═══ Data to process ═══

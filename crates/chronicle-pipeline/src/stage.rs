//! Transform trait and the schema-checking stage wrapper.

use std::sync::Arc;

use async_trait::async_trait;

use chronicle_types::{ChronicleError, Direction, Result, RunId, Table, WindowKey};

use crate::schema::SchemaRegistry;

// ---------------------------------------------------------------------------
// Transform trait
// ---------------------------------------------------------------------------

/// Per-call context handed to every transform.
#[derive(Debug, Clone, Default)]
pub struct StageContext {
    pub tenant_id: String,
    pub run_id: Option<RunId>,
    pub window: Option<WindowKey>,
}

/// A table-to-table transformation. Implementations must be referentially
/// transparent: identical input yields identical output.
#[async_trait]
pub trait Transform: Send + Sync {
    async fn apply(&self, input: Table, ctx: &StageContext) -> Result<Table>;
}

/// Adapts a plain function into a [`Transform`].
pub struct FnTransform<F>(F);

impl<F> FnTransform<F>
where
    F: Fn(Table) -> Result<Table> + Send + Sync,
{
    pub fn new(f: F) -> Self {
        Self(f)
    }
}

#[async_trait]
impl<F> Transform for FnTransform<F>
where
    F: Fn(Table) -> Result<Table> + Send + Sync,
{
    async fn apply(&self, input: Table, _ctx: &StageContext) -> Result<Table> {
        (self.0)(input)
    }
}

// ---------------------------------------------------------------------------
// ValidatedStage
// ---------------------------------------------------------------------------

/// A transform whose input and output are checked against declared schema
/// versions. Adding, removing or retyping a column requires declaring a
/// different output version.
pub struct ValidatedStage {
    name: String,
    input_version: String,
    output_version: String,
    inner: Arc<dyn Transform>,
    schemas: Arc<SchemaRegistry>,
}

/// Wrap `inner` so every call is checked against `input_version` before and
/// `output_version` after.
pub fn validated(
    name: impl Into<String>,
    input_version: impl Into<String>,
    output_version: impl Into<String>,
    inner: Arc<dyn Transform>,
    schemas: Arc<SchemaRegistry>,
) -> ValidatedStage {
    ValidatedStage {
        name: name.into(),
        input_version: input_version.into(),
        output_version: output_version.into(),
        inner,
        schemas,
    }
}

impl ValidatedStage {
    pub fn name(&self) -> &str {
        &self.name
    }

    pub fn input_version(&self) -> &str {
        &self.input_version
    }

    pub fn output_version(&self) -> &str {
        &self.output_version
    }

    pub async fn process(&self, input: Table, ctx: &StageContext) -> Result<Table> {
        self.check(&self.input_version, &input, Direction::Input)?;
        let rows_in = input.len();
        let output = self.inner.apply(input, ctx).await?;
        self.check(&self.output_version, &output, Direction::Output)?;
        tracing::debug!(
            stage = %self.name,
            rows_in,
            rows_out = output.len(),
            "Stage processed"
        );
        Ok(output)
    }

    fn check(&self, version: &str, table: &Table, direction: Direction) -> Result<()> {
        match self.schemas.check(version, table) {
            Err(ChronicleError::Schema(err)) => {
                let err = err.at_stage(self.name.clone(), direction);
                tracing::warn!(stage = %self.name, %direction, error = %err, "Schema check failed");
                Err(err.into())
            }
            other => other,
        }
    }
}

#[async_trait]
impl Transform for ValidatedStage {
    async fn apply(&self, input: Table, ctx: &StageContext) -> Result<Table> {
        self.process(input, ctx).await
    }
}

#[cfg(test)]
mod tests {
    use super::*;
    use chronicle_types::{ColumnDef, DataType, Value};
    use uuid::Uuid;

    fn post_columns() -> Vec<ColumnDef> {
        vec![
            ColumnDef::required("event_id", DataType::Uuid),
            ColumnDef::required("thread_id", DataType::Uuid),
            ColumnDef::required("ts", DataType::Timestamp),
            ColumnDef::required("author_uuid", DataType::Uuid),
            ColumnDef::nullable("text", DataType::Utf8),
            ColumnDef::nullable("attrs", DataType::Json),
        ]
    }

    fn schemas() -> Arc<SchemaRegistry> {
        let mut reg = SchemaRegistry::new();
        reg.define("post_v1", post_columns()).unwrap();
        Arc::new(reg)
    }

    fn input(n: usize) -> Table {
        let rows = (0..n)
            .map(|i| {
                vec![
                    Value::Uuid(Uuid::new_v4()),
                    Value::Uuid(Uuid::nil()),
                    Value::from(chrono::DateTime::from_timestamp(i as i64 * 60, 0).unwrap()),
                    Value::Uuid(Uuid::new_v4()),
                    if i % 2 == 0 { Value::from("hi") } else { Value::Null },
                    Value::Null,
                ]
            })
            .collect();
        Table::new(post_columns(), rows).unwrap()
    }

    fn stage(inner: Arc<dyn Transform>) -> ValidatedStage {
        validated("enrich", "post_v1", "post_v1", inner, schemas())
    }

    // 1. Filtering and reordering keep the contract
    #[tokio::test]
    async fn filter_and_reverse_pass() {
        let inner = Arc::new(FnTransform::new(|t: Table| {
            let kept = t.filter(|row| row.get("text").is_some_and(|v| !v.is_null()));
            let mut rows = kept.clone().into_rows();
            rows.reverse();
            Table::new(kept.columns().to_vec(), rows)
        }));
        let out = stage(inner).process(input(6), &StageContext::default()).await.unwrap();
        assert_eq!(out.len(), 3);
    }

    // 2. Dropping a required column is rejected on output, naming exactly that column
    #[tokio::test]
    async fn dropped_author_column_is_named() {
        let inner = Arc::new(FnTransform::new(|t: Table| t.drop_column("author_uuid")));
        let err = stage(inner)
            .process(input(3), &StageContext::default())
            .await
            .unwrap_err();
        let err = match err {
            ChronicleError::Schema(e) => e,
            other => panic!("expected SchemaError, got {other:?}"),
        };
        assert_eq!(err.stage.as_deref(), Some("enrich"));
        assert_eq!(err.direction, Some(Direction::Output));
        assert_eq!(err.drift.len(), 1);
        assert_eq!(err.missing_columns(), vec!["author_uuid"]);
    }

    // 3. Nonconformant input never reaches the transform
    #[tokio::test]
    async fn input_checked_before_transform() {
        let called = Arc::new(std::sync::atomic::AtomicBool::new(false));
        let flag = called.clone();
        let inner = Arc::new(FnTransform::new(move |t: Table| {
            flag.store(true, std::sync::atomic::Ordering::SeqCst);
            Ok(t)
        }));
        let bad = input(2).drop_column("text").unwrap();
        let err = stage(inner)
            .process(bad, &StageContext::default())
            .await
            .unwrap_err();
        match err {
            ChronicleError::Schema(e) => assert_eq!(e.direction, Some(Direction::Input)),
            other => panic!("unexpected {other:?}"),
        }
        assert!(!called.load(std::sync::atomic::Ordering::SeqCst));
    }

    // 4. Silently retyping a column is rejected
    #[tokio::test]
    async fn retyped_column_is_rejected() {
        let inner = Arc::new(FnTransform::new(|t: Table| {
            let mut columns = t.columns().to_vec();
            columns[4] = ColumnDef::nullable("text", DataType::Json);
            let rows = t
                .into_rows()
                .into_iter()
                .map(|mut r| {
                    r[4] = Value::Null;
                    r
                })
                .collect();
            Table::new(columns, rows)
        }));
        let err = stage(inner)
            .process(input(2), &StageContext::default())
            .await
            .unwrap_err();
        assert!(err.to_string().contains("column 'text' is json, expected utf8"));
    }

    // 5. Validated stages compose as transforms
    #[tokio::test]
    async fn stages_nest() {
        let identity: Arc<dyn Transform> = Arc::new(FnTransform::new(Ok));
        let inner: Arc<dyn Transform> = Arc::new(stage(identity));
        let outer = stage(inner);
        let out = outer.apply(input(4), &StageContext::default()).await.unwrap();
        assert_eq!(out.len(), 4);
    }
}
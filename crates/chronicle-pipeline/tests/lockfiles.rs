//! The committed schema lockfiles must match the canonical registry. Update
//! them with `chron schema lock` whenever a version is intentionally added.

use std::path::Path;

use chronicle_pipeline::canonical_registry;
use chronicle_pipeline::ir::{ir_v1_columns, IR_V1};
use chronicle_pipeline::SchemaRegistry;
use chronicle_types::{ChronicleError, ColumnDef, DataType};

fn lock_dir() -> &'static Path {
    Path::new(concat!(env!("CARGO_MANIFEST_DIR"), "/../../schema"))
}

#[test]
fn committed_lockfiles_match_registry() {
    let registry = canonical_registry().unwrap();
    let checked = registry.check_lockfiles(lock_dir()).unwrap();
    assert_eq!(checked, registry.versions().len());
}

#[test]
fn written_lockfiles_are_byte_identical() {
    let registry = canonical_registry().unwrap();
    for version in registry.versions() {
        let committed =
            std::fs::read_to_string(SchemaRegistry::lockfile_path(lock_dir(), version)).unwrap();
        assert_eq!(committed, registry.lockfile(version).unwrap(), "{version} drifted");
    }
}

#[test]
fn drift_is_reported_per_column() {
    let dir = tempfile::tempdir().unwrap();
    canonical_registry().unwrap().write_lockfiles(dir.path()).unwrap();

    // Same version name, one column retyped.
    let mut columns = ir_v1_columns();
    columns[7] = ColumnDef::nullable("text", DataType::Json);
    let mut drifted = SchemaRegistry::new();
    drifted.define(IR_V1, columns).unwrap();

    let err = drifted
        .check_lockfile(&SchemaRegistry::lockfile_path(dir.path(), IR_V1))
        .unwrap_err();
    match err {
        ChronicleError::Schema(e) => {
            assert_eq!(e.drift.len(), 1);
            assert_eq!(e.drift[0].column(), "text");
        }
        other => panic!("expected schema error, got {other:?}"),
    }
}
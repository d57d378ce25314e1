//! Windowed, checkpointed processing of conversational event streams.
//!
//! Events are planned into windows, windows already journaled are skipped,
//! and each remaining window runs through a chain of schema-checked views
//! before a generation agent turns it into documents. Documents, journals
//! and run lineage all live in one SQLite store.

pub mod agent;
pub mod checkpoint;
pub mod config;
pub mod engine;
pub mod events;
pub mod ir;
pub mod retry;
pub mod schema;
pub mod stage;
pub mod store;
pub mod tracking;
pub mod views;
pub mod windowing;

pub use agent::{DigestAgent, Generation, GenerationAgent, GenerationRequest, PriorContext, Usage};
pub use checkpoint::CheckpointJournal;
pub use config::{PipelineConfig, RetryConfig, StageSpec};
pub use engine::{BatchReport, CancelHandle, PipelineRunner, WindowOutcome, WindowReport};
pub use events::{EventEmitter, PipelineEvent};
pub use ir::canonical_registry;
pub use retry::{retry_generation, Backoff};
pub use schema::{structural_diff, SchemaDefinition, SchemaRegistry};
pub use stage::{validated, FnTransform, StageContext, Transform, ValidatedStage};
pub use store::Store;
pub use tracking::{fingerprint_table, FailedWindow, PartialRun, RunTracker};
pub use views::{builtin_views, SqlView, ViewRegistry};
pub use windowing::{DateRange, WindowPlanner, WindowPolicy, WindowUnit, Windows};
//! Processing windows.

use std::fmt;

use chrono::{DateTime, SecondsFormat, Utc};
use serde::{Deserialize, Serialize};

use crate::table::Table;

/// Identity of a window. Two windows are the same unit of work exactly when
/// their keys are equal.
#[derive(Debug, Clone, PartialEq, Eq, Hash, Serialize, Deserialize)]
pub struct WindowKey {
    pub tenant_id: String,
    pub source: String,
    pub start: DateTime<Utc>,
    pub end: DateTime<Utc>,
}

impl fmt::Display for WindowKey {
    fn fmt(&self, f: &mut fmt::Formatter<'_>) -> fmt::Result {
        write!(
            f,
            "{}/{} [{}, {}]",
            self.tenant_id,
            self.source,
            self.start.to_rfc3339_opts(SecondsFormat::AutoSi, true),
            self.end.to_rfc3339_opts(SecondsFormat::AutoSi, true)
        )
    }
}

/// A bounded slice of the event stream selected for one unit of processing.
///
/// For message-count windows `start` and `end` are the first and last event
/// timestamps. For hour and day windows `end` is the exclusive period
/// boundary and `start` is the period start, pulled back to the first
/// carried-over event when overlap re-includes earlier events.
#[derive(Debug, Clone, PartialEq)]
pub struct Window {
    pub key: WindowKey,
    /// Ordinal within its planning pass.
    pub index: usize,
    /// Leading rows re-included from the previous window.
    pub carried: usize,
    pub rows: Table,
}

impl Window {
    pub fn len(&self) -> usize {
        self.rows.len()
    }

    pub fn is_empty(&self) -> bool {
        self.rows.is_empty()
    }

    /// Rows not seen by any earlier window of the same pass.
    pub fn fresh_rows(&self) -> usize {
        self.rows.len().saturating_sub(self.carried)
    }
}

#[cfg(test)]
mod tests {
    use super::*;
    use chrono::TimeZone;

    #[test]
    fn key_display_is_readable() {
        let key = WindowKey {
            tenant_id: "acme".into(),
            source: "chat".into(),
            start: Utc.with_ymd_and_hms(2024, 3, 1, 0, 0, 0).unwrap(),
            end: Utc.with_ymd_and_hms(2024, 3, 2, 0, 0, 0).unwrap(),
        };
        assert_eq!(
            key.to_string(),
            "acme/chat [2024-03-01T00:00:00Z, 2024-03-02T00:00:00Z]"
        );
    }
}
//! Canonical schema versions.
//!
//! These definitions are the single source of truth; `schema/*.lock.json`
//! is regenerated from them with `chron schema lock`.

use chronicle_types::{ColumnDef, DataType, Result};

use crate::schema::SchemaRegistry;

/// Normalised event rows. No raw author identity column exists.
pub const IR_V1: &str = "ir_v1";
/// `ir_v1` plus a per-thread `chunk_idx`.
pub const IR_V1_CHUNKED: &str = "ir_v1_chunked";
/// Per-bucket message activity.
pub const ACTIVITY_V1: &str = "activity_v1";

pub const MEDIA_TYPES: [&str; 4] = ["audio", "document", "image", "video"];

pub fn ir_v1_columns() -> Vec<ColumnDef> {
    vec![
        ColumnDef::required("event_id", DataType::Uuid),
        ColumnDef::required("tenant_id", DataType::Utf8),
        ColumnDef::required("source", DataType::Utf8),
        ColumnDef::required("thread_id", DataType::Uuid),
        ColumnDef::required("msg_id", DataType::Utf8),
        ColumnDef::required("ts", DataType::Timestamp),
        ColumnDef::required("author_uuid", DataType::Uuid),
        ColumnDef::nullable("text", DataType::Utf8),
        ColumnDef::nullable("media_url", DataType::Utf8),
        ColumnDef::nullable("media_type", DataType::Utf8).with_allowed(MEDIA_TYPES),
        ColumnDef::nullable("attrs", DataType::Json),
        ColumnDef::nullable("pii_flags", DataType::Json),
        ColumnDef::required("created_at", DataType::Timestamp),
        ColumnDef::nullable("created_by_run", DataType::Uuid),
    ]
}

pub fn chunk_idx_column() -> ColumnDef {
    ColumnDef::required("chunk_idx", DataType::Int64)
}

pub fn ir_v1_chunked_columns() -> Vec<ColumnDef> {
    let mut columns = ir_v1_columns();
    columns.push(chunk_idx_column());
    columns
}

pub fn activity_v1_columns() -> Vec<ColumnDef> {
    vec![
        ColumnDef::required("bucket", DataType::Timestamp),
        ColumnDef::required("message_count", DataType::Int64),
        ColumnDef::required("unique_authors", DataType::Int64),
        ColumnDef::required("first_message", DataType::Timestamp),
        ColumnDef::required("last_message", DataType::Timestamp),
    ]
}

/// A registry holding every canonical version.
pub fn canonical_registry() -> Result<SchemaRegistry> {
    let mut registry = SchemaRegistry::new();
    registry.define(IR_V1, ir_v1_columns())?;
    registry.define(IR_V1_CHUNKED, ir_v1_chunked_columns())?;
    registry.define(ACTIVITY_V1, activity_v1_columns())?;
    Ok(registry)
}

═══
═══ Data to process ═══

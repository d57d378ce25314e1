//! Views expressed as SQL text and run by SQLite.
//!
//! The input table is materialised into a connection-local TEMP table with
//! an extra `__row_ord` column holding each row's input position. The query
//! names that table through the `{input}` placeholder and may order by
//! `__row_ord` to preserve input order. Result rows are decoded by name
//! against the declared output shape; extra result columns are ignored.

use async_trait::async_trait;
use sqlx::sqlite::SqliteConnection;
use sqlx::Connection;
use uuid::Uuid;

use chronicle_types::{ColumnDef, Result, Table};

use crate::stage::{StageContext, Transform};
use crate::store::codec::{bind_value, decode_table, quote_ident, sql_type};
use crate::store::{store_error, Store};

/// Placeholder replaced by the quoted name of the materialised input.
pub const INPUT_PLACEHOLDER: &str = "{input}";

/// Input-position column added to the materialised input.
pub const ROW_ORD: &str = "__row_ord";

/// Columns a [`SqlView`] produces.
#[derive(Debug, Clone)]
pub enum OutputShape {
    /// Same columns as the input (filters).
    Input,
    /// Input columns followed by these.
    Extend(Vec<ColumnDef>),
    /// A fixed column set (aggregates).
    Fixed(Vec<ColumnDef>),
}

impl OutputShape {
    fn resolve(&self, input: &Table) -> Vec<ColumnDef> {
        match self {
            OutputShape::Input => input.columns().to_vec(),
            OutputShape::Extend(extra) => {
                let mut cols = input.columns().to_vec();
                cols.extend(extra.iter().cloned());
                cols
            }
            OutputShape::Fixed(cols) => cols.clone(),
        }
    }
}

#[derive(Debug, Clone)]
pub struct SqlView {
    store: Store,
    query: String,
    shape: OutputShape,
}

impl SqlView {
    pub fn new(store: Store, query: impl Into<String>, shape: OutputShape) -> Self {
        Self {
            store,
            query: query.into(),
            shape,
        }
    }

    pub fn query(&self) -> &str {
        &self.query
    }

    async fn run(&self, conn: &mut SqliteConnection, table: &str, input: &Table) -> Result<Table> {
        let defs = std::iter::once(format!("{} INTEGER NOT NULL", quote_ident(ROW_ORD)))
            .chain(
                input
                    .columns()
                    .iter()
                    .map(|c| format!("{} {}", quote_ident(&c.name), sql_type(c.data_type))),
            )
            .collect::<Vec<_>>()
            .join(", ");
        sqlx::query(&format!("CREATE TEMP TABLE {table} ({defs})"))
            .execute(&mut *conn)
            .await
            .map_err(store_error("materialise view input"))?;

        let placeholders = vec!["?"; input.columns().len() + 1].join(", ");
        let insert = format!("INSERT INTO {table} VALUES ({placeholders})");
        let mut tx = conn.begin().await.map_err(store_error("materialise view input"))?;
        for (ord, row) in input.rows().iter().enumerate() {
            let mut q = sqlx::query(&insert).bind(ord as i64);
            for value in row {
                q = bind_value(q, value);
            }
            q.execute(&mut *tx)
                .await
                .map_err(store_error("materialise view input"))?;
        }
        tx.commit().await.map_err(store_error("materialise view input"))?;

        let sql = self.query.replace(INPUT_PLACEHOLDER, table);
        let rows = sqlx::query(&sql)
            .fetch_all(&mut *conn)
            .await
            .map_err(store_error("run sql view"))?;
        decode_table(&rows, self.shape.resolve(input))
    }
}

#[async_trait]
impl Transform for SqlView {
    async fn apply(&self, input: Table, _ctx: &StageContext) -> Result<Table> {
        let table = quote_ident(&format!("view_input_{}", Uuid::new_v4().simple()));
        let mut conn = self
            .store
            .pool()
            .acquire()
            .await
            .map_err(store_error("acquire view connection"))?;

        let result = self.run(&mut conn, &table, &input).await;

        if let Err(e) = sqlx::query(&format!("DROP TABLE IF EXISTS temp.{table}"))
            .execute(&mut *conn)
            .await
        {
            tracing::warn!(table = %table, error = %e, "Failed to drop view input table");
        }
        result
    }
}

═══

Task brief
Looking at the entries above, say how many lines hold the word "config". Offer no other text.

Result of the task
2